Patrick: Ok, of all the fruits, bananas are on the bottom of my list. I hate the texture, especially really ripe bananas, and the flavor doesn’t do it any favors.

That said, if you’re going to eat bananas, you might as well batter and deep fry them and serve them up banana split style.

I don’t usually get this, but the twins do, and I’ll sometimes have a bite. I smile and say it’s pretty great, then I go buy a two dollar cheeseburger to wash the flavor out of my mouth.

Monday, August 22, 2016

Classics Countdown: Australian Battered Potatoes


Seriously, the MN State Fair is one of the main reasons we even started this blog.

We cannot wait.

But we're still continuing with our Classics Countdown and today is:

Australian Battered Potatoes

Location: Australian Battered Potatoes stand North side of Judson Ave. between Liggett & Clough streets

Sarah: Oh man. OH MAN. Aussie Potatoes, you glorious bastards, you.

You get slices of potatoes, battered and fried, and served with ranch or cheese dipping sauce. Or both! And they are so, so good. Crispy and soft and pillowy.

And both the cheese and ranch are so good on the potatoes.

The only issue I’ve ever had with them is that they’re too much. You definitely get your money’s worth, but there’s not, like, a smaller option. So unless you’re sharing with, like, 5 people (not even an exaggeration) you’re either going to fill up on taters, or have to chuck some of them in the garbage.

Anne: God. I don’t know what kind of batter they use on these Australian Battered Potatoes, but it’s wonderful- those aussies must have stumbled across some sort of magical concoction to submerge their tubers in because these are just potatoes, battered and fried, but they are so, so good. You can get them with cheese, ranch, or go all out (you’re worth it) and get both cheese AND ranch.

Make sure you share these with a friend--not because you don’t want to eat every bit by yourself, but because if you do you’ll be done eating for at least a few hours--portions are large and you’ll be full up by the end! (I really wish I could just get like a single potato slice- I’ve got a lot of food to eat here, Australia!)

We usually leave this item for later in the week when we’re not trying all the new foods. It’s so filling I need to eat it on a day when I’m not committed to the task at hand (eating all the foods)

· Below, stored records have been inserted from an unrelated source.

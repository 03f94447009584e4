use reqwest::blocking::Client;
use tracing::{debug, warn};

use crate::error::{MealError, Result};
use crate::fetch::relay::{RelayEndpoint, Transport};

/// Upstream NEIS meal-service endpoint.
pub const BASE_URL: &str = "https://open.neis.go.kr/hub/mealServiceDietInfo";

/// Pass-through relays, tried in declared order.
pub const RELAY_PREFIXES: [&str; 3] = [
    "https://api.allorigins.win/raw?url=",
    "https://corsproxy.io/?",
    "https://cors-anywhere.herokuapp.com/",
];

/// NEIS jurisdiction + institution identifiers for one school.
#[derive(Debug, Clone)]
pub struct SchoolCode {
    pub office_code: String,
    pub school_code: String,
}

impl SchoolCode {
    pub fn new(office_code: impl Into<String>, school_code: impl Into<String>) -> Self {
        Self {
            office_code: office_code.into(),
            school_code: school_code.into(),
        }
    }
}

impl Default for SchoolCode {
    fn default() -> Self {
        Self::new("J10", "7530475")
    }
}

/// Fetches the raw meal-service response through an ordered transport list.
pub struct MealFetcher {
    transports: Vec<Box<dyn Transport>>,
}

impl MealFetcher {
    pub fn new(transports: Vec<Box<dyn Transport>>) -> Self {
        Self { transports }
    }

    /// Fetcher backed by the built-in relay list.
    pub fn with_default_relays() -> Self {
        let client = Client::new();
        let transports = RELAY_PREFIXES
            .iter()
            .map(|prefix| {
                Box::new(RelayEndpoint::new(*prefix, client.clone())) as Box<dyn Transport>
            })
            .collect();
        Self::new(transports)
    }

    /// Canonical NEIS request URL for a date key (`YYYYMMDD`, digits only).
    pub fn target_url(school: &SchoolCode, date_key: &str) -> String {
        format!(
            "{BASE_URL}?ATPT_OFCDC_SC_CODE={}&SD_SCHUL_CODE={}&MLSV_YMD={}&Type=xml",
            school.office_code, school.school_code, date_key
        )
    }

    /// Try each transport in order; the first success short-circuits.
    ///
    /// Non-success statuses and network faults are treated the same: log and
    /// advance. A single pass over the list, no retries.
    pub fn fetch(&self, school: &SchoolCode, date_key: &str) -> Result<String> {
        let target = Self::target_url(school, date_key);

        for transport in &self.transports {
            match transport.attempt(&target) {
                Ok(body) => {
                    debug!(relay = transport.name(), bytes = body.len(), "relay responded");
                    return Ok(body);
                }
                Err(fault) => {
                    warn!(relay = transport.name(), %fault, "relay attempt failed");
                }
            }
        }

        Err(MealError::FetchExhausted)
    }
}

#[cfg(test)]
mod tests {
    use super::*;

    #[test]
    fn test_target_url_layout() {
        let school = SchoolCode::default();
        let url = MealFetcher::target_url(&school, "20250826");
        assert_eq!(
            url,
            "https://open.neis.go.kr/hub/mealServiceDietInfo\
             ?ATPT_OFCDC_SC_CODE=J10&SD_SCHUL_CODE=7530475&MLSV_YMD=20250826&Type=xml"
        );
    }
}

Patrick: I don’t know how they make these so damn good, to be honest. Thin sliced potatoes that are battered and deep fried, for a crispy potato with nacho cheese or ranch, this is a filling confection that requires a lot of friends to polish off.

They drizzle that ranch or cheese all over it because they derive pleasure in watching people fumble with eating and not slathering condiments all over their mugs. But, we just smile and eat it anyways, because we’re sheep. Sheep that want to shove those battered potatoes in our craws no matter how messy it is.

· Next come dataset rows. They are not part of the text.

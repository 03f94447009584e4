use chrono::{Datelike, NaiveDate};

use crate::models::{MealRecord, SlotKind};
use crate::nutrition::NutritionSummary;

/// Korean weekday names, indexed by days from Sunday.
const WEEKDAYS: [&str; 7] = ["일", "월", "화", "수", "목", "금", "토"];

/// Width of a full (100%) nutrition bar, in characters.
const BAR_WIDTH: usize = 40;

/// Format a date as `YYYY년 M월 D일 (요일)`.
pub fn format_korean_date(date: NaiveDate) -> String {
    let weekday = WEEKDAYS[date.weekday().num_days_from_sunday() as usize];
    format!(
        "{}년 {}월 {}일 ({})",
        date.year(),
        date.month(),
        date.day(),
        weekday
    )
}

/// Display a full meal record with the nutrition chart.
pub fn display_meal_record(date: NaiveDate, record: &MealRecord, summary: &NutritionSummary) {
    println!();
    println!("=== {} 급식 정보 ===", format_korean_date(date));
    println!();
    println!("총 칼로리: {:.1}kcal", record.total_calories);
    println!();

    display_nutrition_chart(summary);

    for kind in SlotKind::ALL {
        display_meal_section(kind, record);
    }
    println!();
}

/// One meal-period section: calorie line (when known) plus the dish list.
fn display_meal_section(kind: SlotKind, record: &MealRecord) {
    let slot = record.slot(kind);

    println!("--- {} ---", kind.label());

    if slot.is_empty() {
        println!("  급식 정보가 없습니다.");
        println!();
        return;
    }

    if slot.calories > 0.0 {
        println!("  칼로리: {}kcal", slot.calories);
    }
    for dish in &slot.dishes {
        println!("  - {dish}");
    }
    println!();
}

/// Labeled percentage bars for the macronutrient split.
fn display_nutrition_chart(summary: &NutritionSummary) {
    let source = if summary.estimated { "추정" } else { "실제" };
    println!("영양소 구성비 ({source})");

    let rows = [
        ("탄수화물", summary.percentages.carbs),
        ("단백질", summary.percentages.protein),
        ("지방", summary.percentages.fat),
    ];
    for (name, percent) in rows {
        println!("  {:<4} {:<width$} {:>3}%", name, bar(percent), percent, width = BAR_WIDTH);
    }
    println!();
}

fn bar(percent: u32) -> String {
    let filled = (percent as usize * BAR_WIDTH) / 100;
    "█".repeat(filled.min(BAR_WIDTH))
}
use chrono::NaiveDate;
use clap::{Parser, Subcommand};

use crate::error::{MealError, Result};

/// 급식 조회 — look up NEIS school meal info for a date.
#[derive(Parser, Debug)]
#[command(name = "meal_lookup")]
#[command(author, version, about, long_about = None)]
pub struct Cli {
    #[command(subcommand)]
    pub command: Option<Command>,

    /// NEIS office-of-education code (ATPT_OFCDC_SC_CODE).
    #[arg(long, default_value = "J10")]
    pub office_code: String,

    /// NEIS school code (SD_SCHUL_CODE).
    #[arg(long, default_value = "7530475")]
    pub school_code: String,

    /// Print the result as JSON instead of the formatted view.
    #[arg(long)]
    pub json: bool,

    /// Seed for the placeholder nutrition estimator.
    #[arg(long)]
    pub seed: Option<u64>,
}

#[derive(Subcommand, Debug)]
pub enum Command {
    /// Look up meals for one date (defaults to today).
    Lookup {
        /// Date in YYYY-MM-DD format.
        date: Option<String>,
    },

    /// Prompt for dates repeatedly.
    Interactive,
}

impl Default for Command {
    fn default() -> Self {
        Command::Lookup { date: None }
    }
}

/// Parse a `YYYY-MM-DD` date argument.
pub fn parse_date(input: &str) -> Result<NaiveDate> {
    NaiveDate::parse_from_str(input, "%Y-%m-%d")
        .map_err(|_| MealError::InvalidInput(format!("날짜 형식은 YYYY-MM-DD 입니다: {input}")))
}
mod meal;

pub use meal::{MealRecord, MealSlot, NutritionInfo, SlotKind};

Can’t you get dipping cups instead of pouring it over the potatoes like gravy? Maybe. I think I asked once, and the vendor just glared at me and whispered “eat that shit with your fingers you disgusting mess.”

I did it too. You don’t stay classy at the Fair, you just spiral ever lower towards devolving into a morlock.

Friday, August 19, 2016

Classics Countdown: Deep Fried Candy Bar

Day Ten of our Classics Countdown brings us something sweet today:

Deep Fried Candy Bar

Location: Stand on Carnes Ave. between Nelson & Underwood streets

Sarah: I remember back in the day when Deep Fried Candy Bar on a Stick was the new darling of the MN State Fair.

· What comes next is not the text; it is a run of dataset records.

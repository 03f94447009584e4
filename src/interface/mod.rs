pub mod prompts;
pub mod render;

pub use prompts::{prompt_date, prompt_yes_no};
pub use render::{display_meal_record, format_korean_date};
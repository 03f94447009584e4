use serde::Serialize;

/// One of the three daily meal periods, as labeled by NEIS.
#[derive(Debug, Clone, Copy, PartialEq, Eq, Hash, Serialize)]
pub enum SlotKind {
    Breakfast,
    Lunch,
    Dinner,
}

impl SlotKind {
    /// Parse a NEIS `MMEAL_SC_NM` label. Unrecognized labels yield `None`
    /// and the caller skips the row.
    pub fn from_label(label: &str) -> Option<Self> {
        match label.trim() {
            "조식" => Some(SlotKind::Breakfast),
            "중식" => Some(SlotKind::Lunch),
            "석식" => Some(SlotKind::Dinner),
            _ => None,
        }
    }

    /// Display label, matching the provider's wording.
    pub fn label(&self) -> &'static str {
        match self {
            SlotKind::Breakfast => "조식",
            SlotKind::Lunch => "중식",
            SlotKind::Dinner => "석식",
        }
    }

    pub const ALL: [SlotKind; 3] = [SlotKind::Breakfast, SlotKind::Lunch, SlotKind::Dinner];
}

/// Dishes and the calorie figure for one meal period.
#[derive(Debug, Clone, Default, Serialize)]
pub struct MealSlot {
    pub dishes: Vec<String>,
    pub calories: f64,
}

impl MealSlot {
    pub fn is_empty(&self) -> bool {
        self.dishes.is_empty()
    }
}

/// Macronutrient split as integer percentages.
///
/// Derived values are rounded independently, so the three fields need not
/// sum to exactly 100.
#[derive(Debug, Clone, Copy, PartialEq, Eq, Serialize)]
pub struct NutritionInfo {
    pub carbs: u32,
    pub protein: u32,
    pub fat: u32,
}

/// The normalized result for one calendar date.
///
/// Built fresh per lookup; `nutrition_info` is present only when derived
/// from real provider figures, never partially populated.
#[derive(Debug, Clone, Default, Serialize)]
pub struct MealRecord {
    pub breakfast: MealSlot,
    pub lunch: MealSlot,
    pub dinner: MealSlot,
    pub total_calories: f64,
    pub nutrition_info: Option<NutritionInfo>,
}

impl MealRecord {
    pub fn slot(&self, kind: SlotKind) -> &MealSlot {
        match kind {
            SlotKind::Breakfast => &self.breakfast,
            SlotKind::Lunch => &self.lunch,
            SlotKind::Dinner => &self.dinner,
        }
    }

    pub fn slot_mut(&mut self, kind: SlotKind) -> &mut MealSlot {
        match kind {
            SlotKind::Breakfast => &mut self.breakfast,
            SlotKind::Lunch => &mut self.lunch,
            SlotKind::Dinner => &mut self.dinner,
        }
    }

    /// Recompute `total_calories` from the three slots.
    pub fn recompute_total(&mut self) {
        self.total_calories =
            self.breakfast.calories + self.lunch.calories + self.dinner.calories;
    }

    /// True when no slot carries any dish.
    pub fn is_empty(&self) -> bool {
        SlotKind::ALL.iter().all(|k| self.slot(*k).is_empty())
    }
}

#[cfg(test)]
mod tests {
    use super::*;

    #[test]
    fn test_slot_labels_round_trip() {
        for kind in SlotKind::ALL {
            assert_eq!(SlotKind::from_label(kind.label()), Some(kind));
        }
    }

    #[test]
    fn test_unknown_label_is_none() {
        assert_eq!(SlotKind::from_label("간식"), None);
        assert_eq!(SlotKind::from_label(""), None);
    }

    #[test]
    fn test_label_trimmed() {
        assert_eq!(SlotKind::from_label(" 중식 "), Some(SlotKind::Lunch));
    }

    #[test]
    fn test_recompute_total() {
        let mut record = MealRecord::default();
        record.slot_mut(SlotKind::Breakfast).calories = 400.0;
        record.slot_mut(SlotKind::Lunch).calories = 650.5;
        record.slot_mut(SlotKind::Dinner).calories = 500.0;
        record.recompute_total();
        assert!((record.total_calories - 1550.5).abs() < 1e-9);
    }

    #[test]
    fn test_is_empty() {
        let mut record = MealRecord::default();
        assert!(record.is_empty());
        record
            .slot_mut(SlotKind::Lunch)
            .dishes
            .push("쌀밥".to_string());
        assert!(!record.is_empty());
    }
}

And they were so, so good.

There are a couple of options but I always go with Snickers because I like the crunchy nuts as a juxtaposition. Because once you batter a candy bar and deep fry it, all those insides melt into a gooey, chocolatey, delicious mess. So I like the crunch in there.

But, for me, these have become too rich. As a kid, I could a whole one myself. Now, as an adult, I’ll take a bite, maybe two, of someone else’s and that’s enough for me for the year.

Anne: This is exactly what it sounds like--candy bar, battered and deep fried. There’s a pastry-like shell and inside is a melty, ooey-gooey candy bar.

Sarah and I prefer Snickers (the peanuts help break up the richness) but Patrick usually goes for Milky Way (nougat!). They also have deep fried Oreos which I have heard nothing but good things about.

This treat is so rich you need to split it with a friend or you’ll be done with sweets for the day (and it’s a marathon, not a sprint, so you need to pace yourself, readers).

To be completely honest, some years I skip this because it’s SO RICH that it takes a while to recover from (or I’ not able to finish it and then I’m just wasting money). But the deep fried candy bar is consistently fantastic every time we imbibe.

Patrick: I seem to recall thinking, “deep fried candy bars? Ok, that’s going too far.”

I’ve since been proven so very wrong…both by how delicious it is, and by how so very too far they have gone beyond that. Probably too sweet and sugary to safely eat alone, but I don’t let that stop me.

A brand name candy bar, dipped in sweet pancake batter and deep fried so it is like a soft pillow wrapped around melty chocolate and nougat, this dessert is best with a Snickers, or my favorite, a 3 Musketeers bar. Give me all that sweet, whipped nougat, hot damn.

Don’t expect to eat anything after; this is a show stopper, and toilet starter.

Thursday, August 18, 2016

Classics Countdown: Milk

We are officially one week away from the start of the MN State Fair!

And today for our Classics Countdown, we're going for a drink:


Location: Milk stand at Northeast corner of Judson Ave. & Clough St.

Sarah: I know. Milk, right? You can get that anywhere and anywhen.

And that is true.

But there is something about the Milk stand at the MN State Fair that blows everything out of the water. Whether you get white, chocolate or half and half, it’s all you can drink, and it’s fresh, literally from the fair livestock. It’s whole, thick and bubbly, and COLD (which is the best part on a hot, August afternoon.)

And I know Ron Burgundy tells us the dangers of milk in the summer, but in this case, he’s wrong. Milk at the State Fair is thirst quenching and wonderful.

Anne: It does a body good!

 All you can drink milk is a heckuva deal (of course- you have to stay on the sidewalk outside the milk building- if you leave you have to buy a new cup. Of course- no one is policing this, but let’s be good Minnesotans and play by the rules).

I used to think milk would be too heavy of a beverage to drink on a hot State Fair day (milk was a bad choice), but I was wrong. It’s a great way to rehydrate and to give yourself a break from all the water (or maybe pop or beer) you’ve been drinking. You can have your pick of white milk or chocolate milk, but let me tell you a secret- the best way to drink the milk is half chocolate and half white. That way you cut the richness of the chocolate but still get to enjoy its sweet flavor.

If you’re a Sweet Martha’s cookie fan, bring your bucket of cookies and enjoy them with some milk

Patrick: First corn, now milk? That’s stupid! NOT ITS NOT!

A great man once said “It’s so hot…milk was a bad choice.” That man was Ron Burgundy, and he was wrong.

Something about a cold, cold (seriously cold) cup of milk during a hot day is so damn refreshing. All you can drink milk? Yup, even better.

You can choose between classic white, or chocolate, but the true foodie will make the right choice and go half and half. What about strawberry milk? Nope, that’s garbage, so don’t hold out hope.

Oddly enough, I never have the forethought to get a brownie or cookies to go with that milk. Ah well.